# Most Interesting and Rare Colors and Patterns...You Want To Open This



## missjellyjo (Dec 12, 2011)

Equine Color Genetics

If you know nothing about rare patterns and colors go to the above site. It will show you everything! I got into brindles which is how I found this site.


----------



## missjellyjo (Dec 12, 2011)

*Forgot A Site!*

http://equinetapestry.com

I forgot to tell you about this one too. The first one is only brief with a few pictures. This one goes into detail about genetics, rare patterns, and strange colors. If you really, really like learning this is the site for you.


----------



## Chiilaa (Aug 12, 2010)

Lots of good information on that first website. Also lots of assumptions, and quite a few errors too.


----------



## missjellyjo (Dec 12, 2011)

*Just wanted to show you my favorite thing I've ever seen.*

Just in case you ever wondered. I personally have dreamed about a gypsy vanner/zebra hitting the market. This is one of the few first paint zorses that have pictureshttp://xnepali.net/blog/wp-content/uploads/2007/08/zorsezebrahorse.jpg...so its a first. AMAZING!


----------



## missjellyjo (Dec 12, 2011)

Yeah there were a few errors, but I figured I could open the minds and eyes to the younger or newer fanatics.
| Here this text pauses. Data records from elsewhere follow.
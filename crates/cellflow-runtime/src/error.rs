//! Runtime error types.

use cellflow_core::BoxedError;
use thiserror::Error;

use crate::node::NodeId;

/// Result type for runtime operations.
pub type RuntimeResult<T> = Result<T, RuntimeError>;

/// Errors raised while assembling or executing iteration steps.
#[derive(Debug, Error)]
pub enum RuntimeError {
    /// Registry, table or storage error.
    #[error(transparent)]
    Core(#[from] cellflow_core::Error),

    /// More than one row of a slot matched a key in iterating mode.
    #[error("slot '{slot}' has {} rows matching {key} but the node iterates one row per step", rows.len())]
    AmbiguousMatch {
        /// Input slot name.
        slot: String,
        /// Serialized matching key.
        key: String,
        /// Indices of the matching rows.
        rows: Vec<usize>,
    },

    /// Contributing rows disagree on an exposed annotation.
    #[error("annotation '{name}' has conflicting values {values:?}")]
    AnnotationConflict {
        /// Annotation name.
        name: String,
        /// Distinct values in order of first appearance.
        values: Vec<String>,
    },

    /// A required slot has no row for a key and the policy is to fail.
    #[error("required slot '{slot}' has no data for {key}")]
    MissingRequiredInput {
        /// Input slot name.
        slot: String,
        /// Serialized matching key.
        key: String,
    },

    /// The missing-data generator could not produce a placeholder.
    #[error("could not generate data for slot '{slot}' at {key}")]
    Generation {
        /// Input slot name.
        slot: String,
        /// Serialized matching key.
        key: String,
        /// Underlying failure.
        #[source]
        source: BoxedError,
    },

    /// A slot name does not exist on the node.
    #[error("node '{node}' has no slot named '{slot}'")]
    UnknownSlot {
        /// Node name.
        node: String,
        /// Requested slot name.
        slot: String,
    },

    /// Node logic returned an error for a step.
    #[error("node {node_id} failed at step {step} ({key})")]
    NodeFailed {
        /// ID of the failed node.
        node_id: NodeId,
        /// Step index.
        step: usize,
        /// Serialized matching key.
        key: String,
        /// Underlying failure.
        #[source]
        source: BoxedError,
    },

    /// Node logic panicked during a step.
    #[error("node {node_id} panicked at step {step}: {message}")]
    StepPanicked {
        /// ID of the node.
        node_id: NodeId,
        /// Step index.
        step: usize,
        /// Panic payload, if it was a string.
        message: String,
    },

    /// Execution was cancelled.
    #[error("execution cancelled")]
    Cancelled,

    /// Pipeline or node definition is invalid.
    #[error("invalid pipeline definition: {0}")]
    InvalidDefinition(String),

    /// Serialization error.
    #[error("serialization error: {0}")]
    Serialization(#[from] serde_json::Error),

    /// Internal error.
    #[error("internal error: {0}")]
    Internal(String),
}

impl RuntimeError {
    /// Returns whether this error stems from configuration rather than data.
    ///
    /// Configuration errors abort the whole run and are never retried.
    pub fn is_configuration(&self) -> bool {
        match self {
            Self::Core(err) => err.is_structural(),
            Self::AmbiguousMatch { .. }
            | Self::MissingRequiredInput { .. }
            | Self::UnknownSlot { .. }
            | Self::InvalidDefinition(_) => true,
            _ => false,
        }
    }

    /// Returns whether this error is confined to a single step.
    pub fn is_step_failure(&self) -> bool {
        matches!(
            self,
            Self::Generation { .. }
                | Self::NodeFailed { .. }
                | Self::StepPanicked { .. }
                | Self::AnnotationConflict { .. }
        ) || matches!(self, Self::Core(err) if !err.is_structural())
    }
}
//! Partitioning of input rows into iteration steps.

use std::collections::{BTreeMap, BTreeSet};

use cellflow_core::{AnnotationSet, DataTable, DataTypeRegistry, ProgressInfo};

use super::config::{BatchingConfig, ColumnMatching, IterationMode};
use super::key::MatchingKey;
use super::merge::MergedAnnotations;
use super::missing::{MissingDataGenerator, MissingDataResolver, PresentRows, Resolution};
use super::step::{BatchPlan, FailedStep, IterationStep, SkippedStep, SlotSelection, StepOutcome};
use crate::TRACING_TARGET_BATCH;
use crate::error::{RuntimeError, RuntimeResult};

/// Rows of one input table grouped by matching key.
struct SlotIndex<'t> {
    table: &'t DataTable,
    groups: BTreeMap<MatchingKey, BTreeSet<usize>>,
}

impl<'t> SlotIndex<'t> {
    fn build(table: &'t DataTable, columns: &BTreeSet<String>) -> Self {
        let mut groups: BTreeMap<MatchingKey, BTreeSet<usize>> = BTreeMap::new();
        for (index, row) in table.iter() {
            groups
                .entry(MatchingKey::project(row.annotations(), columns))
                .or_default()
                .insert(index);
        }
        Self { table, groups }
    }

    /// Gives every row its own key, made of the slot name and row index.
    fn build_split(table: &'t DataTable) -> Self {
        let slot = table.slot().name();
        let groups = table
            .iter()
            .map(|(index, _)| (MatchingKey::row_identity(slot, index), BTreeSet::from([index])))
            .collect();
        Self { table, groups }
    }

    fn is_required(&self) -> bool {
        !self.table.slot().is_optional()
    }

    /// Rows matching `key`.
    ///
    /// With `most_specific`, only rows of the longest matching keys are kept.
    fn matching(&self, key: &MatchingKey, most_specific: bool) -> BTreeSet<usize> {
        let mut best = 0;
        let mut rows = BTreeSet::new();
        for (candidate, indices) in &self.groups {
            if !candidate.matches(key) {
                continue;
            }
            if !most_specific {
                rows.extend(indices.iter().copied());
            } else if rows.is_empty() || candidate.len() > best {
                best = candidate.len();
                rows = indices.clone();
            } else if candidate.len() == best {
                rows.extend(indices.iter().copied());
            }
        }
        rows
    }
}

/// Groups the rows of a node's input tables into iteration steps.
///
/// Candidate keys are the full outer join of the distinct keys of all required
/// slots: compatible keys from different slots combine into one, and a key
/// without a compatible partner is kept on its own. A candidate that joins
/// several keys of a slot keeps only its most specific joins. In iterating
/// mode the most specific matching keys of a slot win, so rows that lack a
/// column only fill gaps; in merging mode every matching row is taken.
pub struct BatchAssembler<'a> {
    registry: &'a DataTypeRegistry,
    config: &'a BatchingConfig,
    generator: Option<&'a dyn MissingDataGenerator>,
}

impl<'a> BatchAssembler<'a> {
    /// Creates an assembler for a batching configuration.
    pub fn new(registry: &'a DataTypeRegistry, config: &'a BatchingConfig) -> Self {
        Self {
            registry,
            config,
            generator: None,
        }
    }

    /// Sets the generator used under [`MissingDataPolicy::Generate`](super::MissingDataPolicy::Generate).
    pub fn with_generator(mut self, generator: Option<&'a dyn MissingDataGenerator>) -> Self {
        self.generator = generator;
        self
    }

    /// Assembles the steps for one input table per slot, in slot order.
    ///
    /// Configuration errors (`AmbiguousMatch`, `MissingRequiredInput`) fail
    /// the whole assembly. Generation failures only fail their own step.
    pub fn assemble(
        &self,
        tables: &[&DataTable],
        progress: &ProgressInfo,
    ) -> RuntimeResult<BatchPlan> {
        let mut names = BTreeSet::new();
        if let Some(duplicate) = tables.iter().find(|table| !names.insert(table.slot().name())) {
            return Err(RuntimeError::InvalidDefinition(format!(
                "input slot '{}' appears more than once",
                duplicate.slot().name()
            )));
        }

        let columns = self.config.matching_columns(tables);
        let split = self.config.column_matching == ColumnMatching::SplitAll;
        let indexes: Vec<SlotIndex<'_>> = tables
            .iter()
            .map(|table| {
                if split {
                    SlotIndex::build_split(table)
                } else {
                    SlotIndex::build(table, &columns)
                }
            })
            .collect();
        let required: Vec<&SlotIndex<'_>> = indexes.iter().filter(|index| index.is_required()).collect();

        let candidates = if required.is_empty() {
            vec![MatchingKey::empty()]
        } else {
            join(&required)
        };

        tracing::debug!(
            target: TRACING_TARGET_BATCH,
            columns = ?columns,
            slots = tables.len(),
            candidates = candidates.len(),
            "Assembling iteration steps"
        );

        let resolver = MissingDataResolver::new(self.config.missing_data, self.generator, self.registry);
        let mut outcomes = Vec::with_capacity(candidates.len());
        let mut next_index = 0;

        for key in candidates {
            let outcome = self.assemble_step(
                next_index,
                key,
                &indexes,
                required.is_empty(),
                &resolver,
            )?;

            match &outcome {
                StepOutcome::Step(step) => {
                    next_index += 1;
                    if !self.config.allows_step(step.index()) {
                        tracing::debug!(
                            target: TRACING_TARGET_BATCH,
                            step = step.index(),
                            key = %step.key(),
                            "Step outside the configured limit"
                        );
                        continue;
                    }
                }
                StepOutcome::Skipped(skipped) => {
                    tracing::warn!(
                        target: TRACING_TARGET_BATCH,
                        key = %skipped.key,
                        slot = %skipped.slot,
                        "Skipping step without required input"
                    );
                    progress.log(format!(
                        "Skipped {}: slot '{}' has no data",
                        skipped.key, skipped.slot
                    ));
                }
                StepOutcome::Failed(failed) => {
                    tracing::warn!(
                        target: TRACING_TARGET_BATCH,
                        key = %failed.key,
                        error = %failed.error,
                        "Step could not be assembled"
                    );
                }
            }
            outcomes.push(outcome);
        }

        Ok(BatchPlan::new(columns, outcomes))
    }

    fn assemble_step(
        &self,
        index: usize,
        key: MatchingKey,
        indexes: &[SlotIndex<'_>],
        takes_all_rows: bool,
        resolver: &MissingDataResolver<'_>,
    ) -> RuntimeResult<StepOutcome> {
        let mut selections = BTreeMap::new();
        let mut missing = Vec::new();

        for slot in indexes {
            let rows = if takes_all_rows {
                slot.table.all_indices()
            } else {
                slot.matching(&key, self.config.mode == IterationMode::Iterating)
            };

            if rows.is_empty() {
                missing.push(slot);
                continue;
            }
            if self.config.mode == IterationMode::Iterating && rows.len() > 1 {
                return Err(RuntimeError::AmbiguousMatch {
                    slot: slot.table.slot().name().to_owned(),
                    key: key.serialized(),
                    rows: rows.into_iter().collect(),
                });
            }
            selections.insert(slot.table.slot().name().to_owned(), SlotSelection::from_rows(rows));
        }

        let mut generated = Vec::new();
        {
            let mut present = PresentRows::new();
            for slot in indexes {
                if let Some(selection) = selections.get(slot.table.slot().name()) {
                    let rows = selection
                        .rows()
                        .iter()
                        .map(|&row| slot.table.get_row(row))
                        .collect::<cellflow_core::Result<Vec<_>>>()?;
                    present.insert(slot.table.slot().name(), rows);
                }
            }

            for slot in missing {
                match resolver.resolve(slot.table.slot(), &key, &present) {
                    Ok(Resolution::Skip) => {
                        return Ok(StepOutcome::Skipped(SkippedStep {
                            key,
                            slot: slot.table.slot().name().to_owned(),
                        }));
                    }
                    Ok(Resolution::Empty) => {}
                    Ok(Resolution::Generated(row)) => {
                        generated.push((slot.table.slot().name().to_owned(), row));
                    }
                    Err(error) if error.is_step_failure() => {
                        return Ok(StepOutcome::Failed(FailedStep { key, error }));
                    }
                    Err(error) => return Err(error),
                }
            }
        }

        let mut contributing: Vec<&AnnotationSet> = Vec::new();
        for slot in indexes {
            if let Some(selection) = selections.get(slot.table.slot().name()) {
                for &row in selection.rows() {
                    contributing.push(slot.table.get_row(row)?.annotations());
                }
            }
        }
        for (_, row) in &generated {
            contributing.push(row.annotations());
        }
        let annotations = MergedAnnotations::merge(&key, self.config.merge_mode, contributing);

        for (slot, row) in generated {
            selections.insert(slot, SlotSelection::from_generated(row));
        }

        Ok(StepOutcome::Step(IterationStep::new(
            index,
            key,
            selections,
            annotations,
        )))
    }
}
I think genetic malfunctions are amazing. I love it when they end up producing crazy patterns and colors in horses!


----------



## missjellyjo (Dec 12, 2011)

Horse Oddities

another interesting site


----------



## Country Woman (Dec 14, 2011)

Very interesting that's for sure


----------



## FeatheredFeet (Jan 27, 2010)

Most colour gurus, those seriously into studying colour and those wishing to learn, use Color Genetics |

That forum has been around for years and has solid info and message threads. Also has hundreds of pics of horses of all colours. 

Lizzie


----------